┌─ SUPPLIED MATERIAL

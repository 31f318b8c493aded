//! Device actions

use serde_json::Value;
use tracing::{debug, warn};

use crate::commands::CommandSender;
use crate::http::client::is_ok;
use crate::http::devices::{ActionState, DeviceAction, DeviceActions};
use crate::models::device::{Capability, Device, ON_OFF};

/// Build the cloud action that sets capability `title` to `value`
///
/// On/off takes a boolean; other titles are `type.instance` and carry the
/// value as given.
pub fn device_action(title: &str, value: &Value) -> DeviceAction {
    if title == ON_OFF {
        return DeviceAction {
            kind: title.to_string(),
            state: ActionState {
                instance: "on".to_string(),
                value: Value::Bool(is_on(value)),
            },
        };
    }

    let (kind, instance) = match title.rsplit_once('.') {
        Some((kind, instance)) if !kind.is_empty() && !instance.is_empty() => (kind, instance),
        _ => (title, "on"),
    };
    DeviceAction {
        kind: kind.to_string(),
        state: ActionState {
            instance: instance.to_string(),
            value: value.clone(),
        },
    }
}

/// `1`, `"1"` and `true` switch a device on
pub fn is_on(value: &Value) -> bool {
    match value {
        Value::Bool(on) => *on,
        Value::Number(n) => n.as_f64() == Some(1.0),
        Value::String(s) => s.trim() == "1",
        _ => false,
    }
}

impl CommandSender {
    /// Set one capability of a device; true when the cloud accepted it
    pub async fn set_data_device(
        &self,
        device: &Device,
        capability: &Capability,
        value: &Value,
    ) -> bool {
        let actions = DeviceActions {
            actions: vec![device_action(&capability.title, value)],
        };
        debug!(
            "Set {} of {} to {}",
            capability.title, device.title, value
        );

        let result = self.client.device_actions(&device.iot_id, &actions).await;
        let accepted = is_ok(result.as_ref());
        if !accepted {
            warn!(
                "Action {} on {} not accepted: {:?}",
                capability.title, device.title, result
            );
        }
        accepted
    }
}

└─
┌─ SUPPLIED MATERIAL

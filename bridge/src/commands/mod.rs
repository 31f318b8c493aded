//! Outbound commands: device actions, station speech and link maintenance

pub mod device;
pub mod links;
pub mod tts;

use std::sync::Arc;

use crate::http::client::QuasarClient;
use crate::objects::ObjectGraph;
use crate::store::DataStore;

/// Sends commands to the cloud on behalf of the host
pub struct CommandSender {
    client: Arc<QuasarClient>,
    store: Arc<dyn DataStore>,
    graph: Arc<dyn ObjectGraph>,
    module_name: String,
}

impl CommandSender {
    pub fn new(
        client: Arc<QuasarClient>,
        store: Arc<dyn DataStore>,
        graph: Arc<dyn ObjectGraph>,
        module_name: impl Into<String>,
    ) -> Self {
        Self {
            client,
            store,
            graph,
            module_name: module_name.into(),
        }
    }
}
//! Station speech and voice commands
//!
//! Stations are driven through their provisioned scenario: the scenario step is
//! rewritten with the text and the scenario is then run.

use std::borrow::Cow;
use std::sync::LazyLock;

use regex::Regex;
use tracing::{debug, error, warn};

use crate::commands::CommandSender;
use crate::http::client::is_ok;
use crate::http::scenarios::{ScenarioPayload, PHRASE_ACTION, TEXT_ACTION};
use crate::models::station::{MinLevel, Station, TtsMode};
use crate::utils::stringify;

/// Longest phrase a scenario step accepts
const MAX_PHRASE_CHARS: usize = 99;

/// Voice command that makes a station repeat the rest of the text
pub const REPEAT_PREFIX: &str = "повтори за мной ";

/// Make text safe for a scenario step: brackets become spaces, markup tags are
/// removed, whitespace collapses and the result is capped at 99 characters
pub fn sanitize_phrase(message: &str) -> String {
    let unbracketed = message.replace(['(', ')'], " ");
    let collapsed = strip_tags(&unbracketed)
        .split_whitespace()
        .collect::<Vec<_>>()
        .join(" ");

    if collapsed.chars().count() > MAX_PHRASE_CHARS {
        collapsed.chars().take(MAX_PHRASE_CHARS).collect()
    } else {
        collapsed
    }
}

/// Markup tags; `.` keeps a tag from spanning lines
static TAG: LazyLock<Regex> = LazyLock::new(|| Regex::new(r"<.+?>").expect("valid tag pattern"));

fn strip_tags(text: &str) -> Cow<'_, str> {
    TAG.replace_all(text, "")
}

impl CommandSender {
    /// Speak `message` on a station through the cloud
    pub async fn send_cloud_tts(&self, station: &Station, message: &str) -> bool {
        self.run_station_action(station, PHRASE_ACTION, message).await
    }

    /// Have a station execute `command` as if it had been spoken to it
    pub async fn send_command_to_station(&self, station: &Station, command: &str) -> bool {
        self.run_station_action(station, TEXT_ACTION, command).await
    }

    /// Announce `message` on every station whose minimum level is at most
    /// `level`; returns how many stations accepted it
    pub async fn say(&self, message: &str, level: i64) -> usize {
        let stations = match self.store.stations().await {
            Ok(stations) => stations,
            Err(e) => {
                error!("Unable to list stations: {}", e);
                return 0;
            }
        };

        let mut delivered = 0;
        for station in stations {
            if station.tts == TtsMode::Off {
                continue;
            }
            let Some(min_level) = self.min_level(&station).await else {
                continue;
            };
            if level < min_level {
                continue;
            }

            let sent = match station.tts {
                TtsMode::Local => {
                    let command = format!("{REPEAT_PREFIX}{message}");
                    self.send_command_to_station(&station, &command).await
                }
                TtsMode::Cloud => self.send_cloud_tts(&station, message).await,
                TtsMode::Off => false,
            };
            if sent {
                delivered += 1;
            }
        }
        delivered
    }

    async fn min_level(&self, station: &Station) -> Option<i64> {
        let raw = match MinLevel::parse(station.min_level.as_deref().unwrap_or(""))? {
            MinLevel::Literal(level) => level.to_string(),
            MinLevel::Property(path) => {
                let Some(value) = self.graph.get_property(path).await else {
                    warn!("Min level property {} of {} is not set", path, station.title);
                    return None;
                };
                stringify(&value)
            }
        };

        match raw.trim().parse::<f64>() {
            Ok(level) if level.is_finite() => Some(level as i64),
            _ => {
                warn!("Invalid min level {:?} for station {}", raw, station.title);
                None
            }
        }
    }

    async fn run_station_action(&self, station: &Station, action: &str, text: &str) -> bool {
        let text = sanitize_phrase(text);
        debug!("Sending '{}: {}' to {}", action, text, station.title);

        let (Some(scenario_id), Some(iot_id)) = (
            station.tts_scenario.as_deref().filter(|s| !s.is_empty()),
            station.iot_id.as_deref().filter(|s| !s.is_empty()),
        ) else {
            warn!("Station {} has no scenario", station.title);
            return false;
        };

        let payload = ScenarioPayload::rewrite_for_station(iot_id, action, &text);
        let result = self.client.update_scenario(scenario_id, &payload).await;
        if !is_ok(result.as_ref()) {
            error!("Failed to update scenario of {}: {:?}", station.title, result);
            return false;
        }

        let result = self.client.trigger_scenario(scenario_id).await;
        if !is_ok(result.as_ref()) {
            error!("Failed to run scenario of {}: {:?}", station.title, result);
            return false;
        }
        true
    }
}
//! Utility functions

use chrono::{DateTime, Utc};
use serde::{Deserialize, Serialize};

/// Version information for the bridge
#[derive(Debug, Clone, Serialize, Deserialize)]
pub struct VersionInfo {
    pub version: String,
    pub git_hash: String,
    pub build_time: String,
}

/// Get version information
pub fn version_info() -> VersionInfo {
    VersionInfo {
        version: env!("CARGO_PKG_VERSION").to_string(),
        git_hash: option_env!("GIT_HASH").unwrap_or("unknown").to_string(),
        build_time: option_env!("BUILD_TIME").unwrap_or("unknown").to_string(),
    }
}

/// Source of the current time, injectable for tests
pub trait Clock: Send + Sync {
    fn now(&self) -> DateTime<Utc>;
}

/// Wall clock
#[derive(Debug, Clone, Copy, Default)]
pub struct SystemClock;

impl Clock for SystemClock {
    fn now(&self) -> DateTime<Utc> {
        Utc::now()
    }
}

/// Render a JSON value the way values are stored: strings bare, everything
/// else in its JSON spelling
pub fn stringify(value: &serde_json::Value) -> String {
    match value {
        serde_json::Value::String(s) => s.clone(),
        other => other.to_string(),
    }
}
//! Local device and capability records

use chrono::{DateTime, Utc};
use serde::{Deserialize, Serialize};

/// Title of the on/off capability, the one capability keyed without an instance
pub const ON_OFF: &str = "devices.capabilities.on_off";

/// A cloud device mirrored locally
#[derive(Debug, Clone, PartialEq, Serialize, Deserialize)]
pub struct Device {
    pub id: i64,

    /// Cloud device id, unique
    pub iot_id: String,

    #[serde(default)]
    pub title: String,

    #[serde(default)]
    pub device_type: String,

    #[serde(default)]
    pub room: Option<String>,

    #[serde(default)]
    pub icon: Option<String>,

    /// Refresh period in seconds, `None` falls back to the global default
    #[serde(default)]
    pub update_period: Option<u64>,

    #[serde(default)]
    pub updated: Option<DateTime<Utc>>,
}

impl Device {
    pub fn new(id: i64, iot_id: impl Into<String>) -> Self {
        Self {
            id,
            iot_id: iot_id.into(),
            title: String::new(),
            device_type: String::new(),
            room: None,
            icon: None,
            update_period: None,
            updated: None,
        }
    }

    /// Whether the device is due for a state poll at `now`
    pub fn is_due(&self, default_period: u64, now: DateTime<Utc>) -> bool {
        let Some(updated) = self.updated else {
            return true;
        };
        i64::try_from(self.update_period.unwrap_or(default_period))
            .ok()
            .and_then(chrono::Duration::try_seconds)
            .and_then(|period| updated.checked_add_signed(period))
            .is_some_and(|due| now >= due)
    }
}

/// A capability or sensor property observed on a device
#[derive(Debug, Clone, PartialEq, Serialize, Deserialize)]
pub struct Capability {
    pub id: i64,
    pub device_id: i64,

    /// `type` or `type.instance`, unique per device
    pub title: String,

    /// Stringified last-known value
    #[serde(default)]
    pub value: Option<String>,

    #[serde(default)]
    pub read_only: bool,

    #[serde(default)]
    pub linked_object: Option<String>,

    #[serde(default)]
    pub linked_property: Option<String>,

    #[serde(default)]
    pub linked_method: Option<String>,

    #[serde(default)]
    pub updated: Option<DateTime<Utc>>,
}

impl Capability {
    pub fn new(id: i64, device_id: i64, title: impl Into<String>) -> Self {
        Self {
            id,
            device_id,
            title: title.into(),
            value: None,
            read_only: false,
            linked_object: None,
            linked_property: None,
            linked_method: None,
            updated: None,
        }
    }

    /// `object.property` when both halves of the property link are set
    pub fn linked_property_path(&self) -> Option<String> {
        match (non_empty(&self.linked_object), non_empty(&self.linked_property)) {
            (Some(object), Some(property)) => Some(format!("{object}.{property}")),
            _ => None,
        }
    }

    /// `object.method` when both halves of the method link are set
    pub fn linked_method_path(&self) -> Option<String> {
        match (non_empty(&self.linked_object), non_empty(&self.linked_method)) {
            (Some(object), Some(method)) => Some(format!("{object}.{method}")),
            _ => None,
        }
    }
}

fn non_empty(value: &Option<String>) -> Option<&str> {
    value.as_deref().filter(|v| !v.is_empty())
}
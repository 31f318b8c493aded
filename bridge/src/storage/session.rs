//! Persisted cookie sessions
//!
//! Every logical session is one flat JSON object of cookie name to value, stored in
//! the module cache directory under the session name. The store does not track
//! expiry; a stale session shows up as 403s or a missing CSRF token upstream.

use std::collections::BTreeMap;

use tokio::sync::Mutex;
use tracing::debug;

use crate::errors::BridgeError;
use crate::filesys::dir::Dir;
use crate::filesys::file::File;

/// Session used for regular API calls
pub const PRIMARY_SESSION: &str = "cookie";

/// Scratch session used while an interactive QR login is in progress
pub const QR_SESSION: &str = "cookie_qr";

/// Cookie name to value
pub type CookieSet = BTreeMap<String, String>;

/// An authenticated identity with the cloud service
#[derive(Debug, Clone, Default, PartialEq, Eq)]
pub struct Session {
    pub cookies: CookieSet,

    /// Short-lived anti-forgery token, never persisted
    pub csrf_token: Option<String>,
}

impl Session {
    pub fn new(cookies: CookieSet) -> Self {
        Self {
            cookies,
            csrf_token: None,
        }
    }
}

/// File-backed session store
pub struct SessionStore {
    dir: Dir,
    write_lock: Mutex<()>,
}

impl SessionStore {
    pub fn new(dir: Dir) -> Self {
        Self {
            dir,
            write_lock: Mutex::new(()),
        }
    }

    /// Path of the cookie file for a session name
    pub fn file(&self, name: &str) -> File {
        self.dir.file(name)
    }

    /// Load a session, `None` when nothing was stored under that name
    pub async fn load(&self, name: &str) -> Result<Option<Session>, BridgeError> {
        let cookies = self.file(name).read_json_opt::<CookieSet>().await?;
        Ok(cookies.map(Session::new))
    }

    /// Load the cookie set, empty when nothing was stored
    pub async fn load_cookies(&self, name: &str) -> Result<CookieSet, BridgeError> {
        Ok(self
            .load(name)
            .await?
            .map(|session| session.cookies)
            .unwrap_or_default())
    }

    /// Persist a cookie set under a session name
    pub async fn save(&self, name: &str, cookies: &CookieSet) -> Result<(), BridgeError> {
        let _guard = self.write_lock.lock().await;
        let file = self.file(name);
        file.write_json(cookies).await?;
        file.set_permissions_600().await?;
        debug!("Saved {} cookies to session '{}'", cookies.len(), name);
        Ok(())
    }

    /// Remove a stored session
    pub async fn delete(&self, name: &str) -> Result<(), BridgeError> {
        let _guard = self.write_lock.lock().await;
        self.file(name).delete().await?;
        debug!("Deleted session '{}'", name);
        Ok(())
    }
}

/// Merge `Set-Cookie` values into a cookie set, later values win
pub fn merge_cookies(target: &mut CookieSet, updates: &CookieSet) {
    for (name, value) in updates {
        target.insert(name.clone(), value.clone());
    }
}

└─

ACTIVITY:
Copy all the lines from the data above that hold the word "speech".

TASK ANSWER:
//! Outbound commands: device actions, station speech and link maintenance
//! Station speech and voice commands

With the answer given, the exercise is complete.